* Work task *
Determine how many lines in this listing contain the word "static" and report that number by itself.

* Records for the exercise *
---
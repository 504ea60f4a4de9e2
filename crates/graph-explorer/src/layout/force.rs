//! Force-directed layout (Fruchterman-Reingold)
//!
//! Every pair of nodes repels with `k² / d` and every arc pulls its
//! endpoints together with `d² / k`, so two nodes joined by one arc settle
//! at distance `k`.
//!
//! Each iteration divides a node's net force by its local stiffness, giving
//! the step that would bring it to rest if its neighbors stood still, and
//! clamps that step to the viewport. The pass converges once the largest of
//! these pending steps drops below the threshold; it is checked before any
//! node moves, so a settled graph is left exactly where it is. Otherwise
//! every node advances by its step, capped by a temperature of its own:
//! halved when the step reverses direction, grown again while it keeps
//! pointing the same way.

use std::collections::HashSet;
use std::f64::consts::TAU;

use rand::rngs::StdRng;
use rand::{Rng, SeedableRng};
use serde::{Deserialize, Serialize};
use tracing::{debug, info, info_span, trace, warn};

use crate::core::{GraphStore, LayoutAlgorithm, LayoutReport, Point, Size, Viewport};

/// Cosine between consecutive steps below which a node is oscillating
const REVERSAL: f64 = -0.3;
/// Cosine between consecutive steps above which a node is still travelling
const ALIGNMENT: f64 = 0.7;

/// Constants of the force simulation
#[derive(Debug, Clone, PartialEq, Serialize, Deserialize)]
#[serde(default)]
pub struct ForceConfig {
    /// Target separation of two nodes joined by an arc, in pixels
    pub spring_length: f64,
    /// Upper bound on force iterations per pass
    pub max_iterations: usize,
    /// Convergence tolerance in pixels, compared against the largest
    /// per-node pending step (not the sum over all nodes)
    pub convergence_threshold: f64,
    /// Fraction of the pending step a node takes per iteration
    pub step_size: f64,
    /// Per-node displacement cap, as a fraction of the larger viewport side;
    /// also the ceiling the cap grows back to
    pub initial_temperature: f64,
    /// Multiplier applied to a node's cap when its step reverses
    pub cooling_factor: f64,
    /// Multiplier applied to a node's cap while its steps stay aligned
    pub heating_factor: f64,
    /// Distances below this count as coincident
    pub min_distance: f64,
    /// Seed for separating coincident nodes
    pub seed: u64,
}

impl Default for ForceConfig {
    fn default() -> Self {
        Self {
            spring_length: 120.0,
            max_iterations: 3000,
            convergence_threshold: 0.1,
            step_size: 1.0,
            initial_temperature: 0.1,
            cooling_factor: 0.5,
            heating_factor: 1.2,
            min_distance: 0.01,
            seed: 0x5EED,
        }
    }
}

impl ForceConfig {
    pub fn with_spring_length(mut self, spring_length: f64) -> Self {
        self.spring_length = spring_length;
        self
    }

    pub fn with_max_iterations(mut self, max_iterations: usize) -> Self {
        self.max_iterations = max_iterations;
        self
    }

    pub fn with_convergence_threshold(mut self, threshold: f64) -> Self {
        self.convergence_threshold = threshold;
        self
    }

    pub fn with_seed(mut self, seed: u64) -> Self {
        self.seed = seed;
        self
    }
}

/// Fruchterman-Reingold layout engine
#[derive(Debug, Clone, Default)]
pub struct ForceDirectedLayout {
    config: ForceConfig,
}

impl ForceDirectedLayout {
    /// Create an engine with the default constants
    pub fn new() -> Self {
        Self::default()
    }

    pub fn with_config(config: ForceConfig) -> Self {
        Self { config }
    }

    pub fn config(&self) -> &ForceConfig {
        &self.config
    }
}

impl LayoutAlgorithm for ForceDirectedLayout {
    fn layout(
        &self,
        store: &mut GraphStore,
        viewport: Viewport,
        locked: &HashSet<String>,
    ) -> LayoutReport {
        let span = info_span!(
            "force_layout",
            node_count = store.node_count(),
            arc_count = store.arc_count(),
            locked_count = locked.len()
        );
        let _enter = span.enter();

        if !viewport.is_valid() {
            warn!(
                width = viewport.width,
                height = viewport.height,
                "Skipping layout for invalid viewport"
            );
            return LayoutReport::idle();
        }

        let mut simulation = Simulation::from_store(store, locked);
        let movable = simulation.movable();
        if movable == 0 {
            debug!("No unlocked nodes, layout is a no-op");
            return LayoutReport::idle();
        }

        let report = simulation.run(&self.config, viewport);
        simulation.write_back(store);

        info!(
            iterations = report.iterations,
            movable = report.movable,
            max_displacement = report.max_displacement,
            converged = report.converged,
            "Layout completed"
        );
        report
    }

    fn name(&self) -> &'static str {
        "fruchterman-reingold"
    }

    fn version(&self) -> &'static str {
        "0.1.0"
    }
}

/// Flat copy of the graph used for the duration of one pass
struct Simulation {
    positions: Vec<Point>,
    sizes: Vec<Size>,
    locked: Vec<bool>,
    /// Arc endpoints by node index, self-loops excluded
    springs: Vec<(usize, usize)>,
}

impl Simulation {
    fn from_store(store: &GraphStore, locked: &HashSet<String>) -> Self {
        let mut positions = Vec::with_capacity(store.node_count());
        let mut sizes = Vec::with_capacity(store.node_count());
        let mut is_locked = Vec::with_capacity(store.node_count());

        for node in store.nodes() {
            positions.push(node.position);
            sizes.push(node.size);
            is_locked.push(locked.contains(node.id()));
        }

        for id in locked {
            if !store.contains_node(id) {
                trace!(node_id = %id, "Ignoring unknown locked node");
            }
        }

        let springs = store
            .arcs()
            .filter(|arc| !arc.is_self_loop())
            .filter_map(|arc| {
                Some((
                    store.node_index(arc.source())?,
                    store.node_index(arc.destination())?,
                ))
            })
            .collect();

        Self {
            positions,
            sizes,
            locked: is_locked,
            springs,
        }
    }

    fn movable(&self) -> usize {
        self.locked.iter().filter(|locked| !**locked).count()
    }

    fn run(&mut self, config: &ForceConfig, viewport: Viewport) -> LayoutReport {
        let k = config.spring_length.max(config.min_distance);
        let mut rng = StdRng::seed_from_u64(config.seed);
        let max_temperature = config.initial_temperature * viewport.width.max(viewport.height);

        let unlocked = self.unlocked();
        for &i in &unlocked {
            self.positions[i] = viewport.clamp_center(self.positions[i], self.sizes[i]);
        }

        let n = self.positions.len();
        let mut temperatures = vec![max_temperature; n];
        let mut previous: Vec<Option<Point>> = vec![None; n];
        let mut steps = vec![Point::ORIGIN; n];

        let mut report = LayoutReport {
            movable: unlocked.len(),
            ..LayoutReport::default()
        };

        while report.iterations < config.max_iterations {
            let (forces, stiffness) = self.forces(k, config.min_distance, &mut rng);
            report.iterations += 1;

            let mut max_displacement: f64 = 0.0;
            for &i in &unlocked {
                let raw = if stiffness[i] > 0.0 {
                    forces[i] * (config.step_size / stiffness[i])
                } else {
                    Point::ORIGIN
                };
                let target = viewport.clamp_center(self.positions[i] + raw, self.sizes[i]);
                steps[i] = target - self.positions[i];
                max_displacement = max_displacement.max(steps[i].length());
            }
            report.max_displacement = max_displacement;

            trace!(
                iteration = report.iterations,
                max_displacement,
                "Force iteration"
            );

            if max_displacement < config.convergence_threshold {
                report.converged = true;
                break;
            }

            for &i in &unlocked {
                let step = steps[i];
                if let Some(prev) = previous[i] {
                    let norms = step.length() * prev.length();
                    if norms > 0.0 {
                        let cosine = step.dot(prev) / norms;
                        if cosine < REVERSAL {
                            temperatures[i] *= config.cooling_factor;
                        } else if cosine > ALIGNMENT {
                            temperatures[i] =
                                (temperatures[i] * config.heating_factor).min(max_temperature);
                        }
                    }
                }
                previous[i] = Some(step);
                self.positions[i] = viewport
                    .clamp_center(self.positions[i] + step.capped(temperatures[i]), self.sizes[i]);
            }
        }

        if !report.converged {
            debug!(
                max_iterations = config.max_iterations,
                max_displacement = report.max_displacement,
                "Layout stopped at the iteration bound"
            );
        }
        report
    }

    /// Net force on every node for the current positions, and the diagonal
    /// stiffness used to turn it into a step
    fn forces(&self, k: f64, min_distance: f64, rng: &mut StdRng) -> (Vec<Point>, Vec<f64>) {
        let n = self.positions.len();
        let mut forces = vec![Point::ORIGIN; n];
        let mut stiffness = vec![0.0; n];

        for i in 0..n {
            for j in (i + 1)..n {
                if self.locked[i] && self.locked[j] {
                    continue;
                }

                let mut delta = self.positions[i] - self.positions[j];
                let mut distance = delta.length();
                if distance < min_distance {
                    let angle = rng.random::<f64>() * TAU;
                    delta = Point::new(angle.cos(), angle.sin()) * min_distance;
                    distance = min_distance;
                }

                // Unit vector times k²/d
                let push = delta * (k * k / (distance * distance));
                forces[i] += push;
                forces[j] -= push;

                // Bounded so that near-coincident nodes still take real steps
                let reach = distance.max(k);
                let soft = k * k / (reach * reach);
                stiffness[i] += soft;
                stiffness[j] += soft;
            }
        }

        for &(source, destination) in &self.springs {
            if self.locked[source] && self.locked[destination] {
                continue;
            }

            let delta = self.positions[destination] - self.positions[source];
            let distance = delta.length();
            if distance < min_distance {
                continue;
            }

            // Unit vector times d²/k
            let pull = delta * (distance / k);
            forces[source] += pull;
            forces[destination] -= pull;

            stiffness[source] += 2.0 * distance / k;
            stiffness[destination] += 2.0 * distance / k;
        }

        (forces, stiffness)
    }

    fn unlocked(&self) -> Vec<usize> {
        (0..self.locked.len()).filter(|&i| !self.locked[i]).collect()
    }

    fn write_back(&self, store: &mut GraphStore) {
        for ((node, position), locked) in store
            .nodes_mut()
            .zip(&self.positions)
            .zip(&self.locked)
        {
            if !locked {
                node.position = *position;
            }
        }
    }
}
---
* Solution to the exercise *
2